Using Google Analytics To Measure Content Marketing
Dec 16, 2013 at 9:00am ET by Arnie Kuenn
When it comes to developing content marketing strategies, the plans created and tactics used are only as good as the results produced. You can design beautiful infographics, create useful guides and publish blog post after blog post — but if your content strategy doesn’t achieve the identified goal, what is that content worth? Not much.
With any marketing strategy, measurement and tracking are extremely important when reporting ROI, and the same is true for content marketing. There are many different tools available to gather content marketing data, though a number of useful metrics can be tracked using a tool utilized by most websites today: Google Analytics.

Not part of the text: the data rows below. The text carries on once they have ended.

/// Development helper: initialize tracing subscriber when `RUST_LOG` is set.
///
/// Tests and examples can call `ironmq::dev_tracing::init_tracing()` to
/// enable structured logging for debugging. This is a no-op when
/// `RUST_LOG` is not set or when a global subscriber is already
/// installed.
pub fn init_tracing() {
    use std::env;

    if env::var("RUST_LOG").is_ok() {
        let _ = tracing_subscriber::fmt()
            .with_env_filter(tracing_subscriber::EnvFilter::from_default_env())
            .try_init();
    }
}
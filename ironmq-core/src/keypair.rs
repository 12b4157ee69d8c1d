//! Curve key pairs and their Z85 text encoding.
//!
//! Key pair *generation* is delegated to `x25519-dalek`/`rand`, treated
//! as the "provided curve keypair primitive" the wire-level spec calls
//! out of scope; this module owns the value type, the private-key-only
//! derivation of a public key, and the Z85 text codec (hand-rolled here,
//! matching the original implementation's own base85 codec rather than
//! a transport-library call).

use rand::RngCore;
use x25519_dalek::{PublicKey, StaticSecret};

/// Width, in bytes, of a curve public or private key.
pub const KEY_SIZE: usize = 32;
/// Width, in bytes, of the Z85 text encoding of one key.
pub const KEY_TEXT_SIZE: usize = 40;

const NULL_KEY: [u8; KEY_SIZE] = [0u8; KEY_SIZE];

/// Maximum regeneration attempts when a restricted (no `#`) alphabet is
/// requested, mirroring the original's retry ceiling.
const RESTRICTED_ALPHABET_ATTEMPTS: usize = 255;

const Z85_ALPHABET: &[u8; 85] =
    b"0123456789abcdefghijklmnopqrstuvwxyzABCDEFGHIJKLMNOPQRSTUVWXYZ.-:+=^!/*?&<>()[]{}@%$#";

/// A 32-byte curve public or private key.
pub type KeyBytes = [u8; KEY_SIZE];

/// A curve public/private key pair.
///
/// Initialised (per the data model) when both halves are non-zero.
#[derive(Clone, Copy, PartialEq, Eq)]
pub struct Keypair {
    public: KeyBytes,
    private: KeyBytes,
}

impl std::fmt::Debug for Keypair {
    fn fmt(&self, f: &mut std::fmt::Formatter<'_>) -> std::fmt::Result {
        f.debug_struct("Keypair")
            .field("public", &z85_encode(&self.public))
            .field("private", &"<redacted>")
            .finish()
    }
}

impl Keypair {
    /// Generate a fresh key pair from the full key space.
    #[must_use]
    pub fn generate() -> Self {
        let mut rng = rand::thread_rng();
        let mut seed = [0u8; KEY_SIZE];
        rng.fill_bytes(&mut seed);
        Self::from_private(seed)
    }

    /// Generate a key pair whose Z85 text encoding (of both keys) avoids
    /// the `#` character, regenerating up to an implementation ceiling.
    ///
    /// Returns `None` if no suitable pair was found within the ceiling
    /// (astronomically unlikely for a well-distributed RNG).
    #[must_use]
    pub fn generate_restricted() -> Option<Self> {
        for _ in 0..RESTRICTED_ALPHABET_ATTEMPTS {
            let pair = Self::generate();
            if ok_setting(&pair.public) && ok_setting(&pair.private) {
                return Some(pair);
            }
        }
        None
    }

    /// Derive a key pair from an existing private key.
    ///
    /// If `private` is the all-zero sentinel, a fresh pair is generated
    /// instead (matching the original certificate constructor's
    /// behaviour of generating whenever no private key is supplied).
    #[must_use]
    pub fn from_private(private: KeyBytes) -> Self {
        if private == NULL_KEY {
            return Self::generate();
        }
        let secret = StaticSecret::from(private);
        let public = PublicKey::from(&secret);
        Keypair {
            public: *public.as_bytes(),
            private,
        }
    }

    /// Construct directly from both halves without validation.
    #[must_use]
    pub fn from_parts(public: KeyBytes, private: KeyBytes) -> Self {
        Keypair { public, private }
    }

    /// The public half.
    #[must_use]
    pub fn public(&self) -> &KeyBytes {
        &self.public
    }

    /// The private half.
    #[must_use]
    pub fn private(&self) -> &KeyBytes {
        &self.private
    }

    /// True when both halves are non-zero.
    #[must_use]
    pub fn is_initialized(&self) -> bool {
        self.public != NULL_KEY && self.private != NULL_KEY
    }

    /// The public half as a 40-character Z85 string.
    #[must_use]
    pub fn public_text(&self) -> String {
        z85_encode(&self.public)
    }

    /// The private half as a 40-character Z85 string.
    #[must_use]
    pub fn private_text(&self) -> String {
        z85_encode(&self.private)
    }
}

fn ok_setting(key: &KeyBytes) -> bool {
    !z85_encode(key).contains('#')
}

/// Encode a 32-byte key as a 40-character Z85 string.
#[must_use]
pub fn z85_encode(data: &KeyBytes) -> String {
    let mut out = String::with_capacity(KEY_TEXT_SIZE);
    for chunk in data.chunks_exact(4) {
        let mut value: u32 = 0;
        for &byte in chunk {
            value = value * 256 + u32::from(byte);
        }
        let mut digits = [0u8; 5];
        for slot in digits.iter_mut().rev() {
            *slot = (value % 85) as u8;
            value /= 85;
        }
        for digit in digits {
            out.push(Z85_ALPHABET[digit as usize] as char);
        }
    }
    out
}

/// Decode a 40-character Z85 string into a 32-byte key.
///
/// Returns `None` if the input is not exactly 40 bytes of valid Z85
/// alphabet characters.
#[must_use]
pub fn z85_decode(text: &str) -> Option<KeyBytes> {
    if text.len() != KEY_TEXT_SIZE || !text.is_ascii() {
        return None;
    }
    let bytes = text.as_bytes();
    let mut out = [0u8; KEY_SIZE];
    for (chunk_idx, chunk) in bytes.chunks_exact(5).enumerate() {
        let mut value: u32 = 0;
        for &ch in chunk {
            let digit = Z85_ALPHABET.iter().position(|&c| c == ch)? as u32;
            value = value.checked_mul(85)?.checked_add(digit)?;
        }
        let base = chunk_idx * 4;
        out[base] = (value >> 24) as u8;
        out[base + 1] = (value >> 16) as u8;
        out[base + 2] = (value >> 8) as u8;
        out[base + 3] = value as u8;
    }
    Some(out)
}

As valuable as it may be, Google Analytics can be overwhelming at times, especially when you are just starting out. The amount of data available are innumerable. However, there are specific subsets of data that are valuable in assessing content marketing success once you have determined your goals. Here are four different ways to measure content marketing using Google Analytics:
1. Measuring Traffic & Time On Page
Though traffic on its own doesn’t tell the whole story when it comes to content marketing, it’s a great place to start. Think about it: if a page is receiving a great deal of traffic, you may assume that many people find the content on that page, or at least the headline, intriguing. However, a variety of other factors can come into play when it comes to a page’s overall traffic.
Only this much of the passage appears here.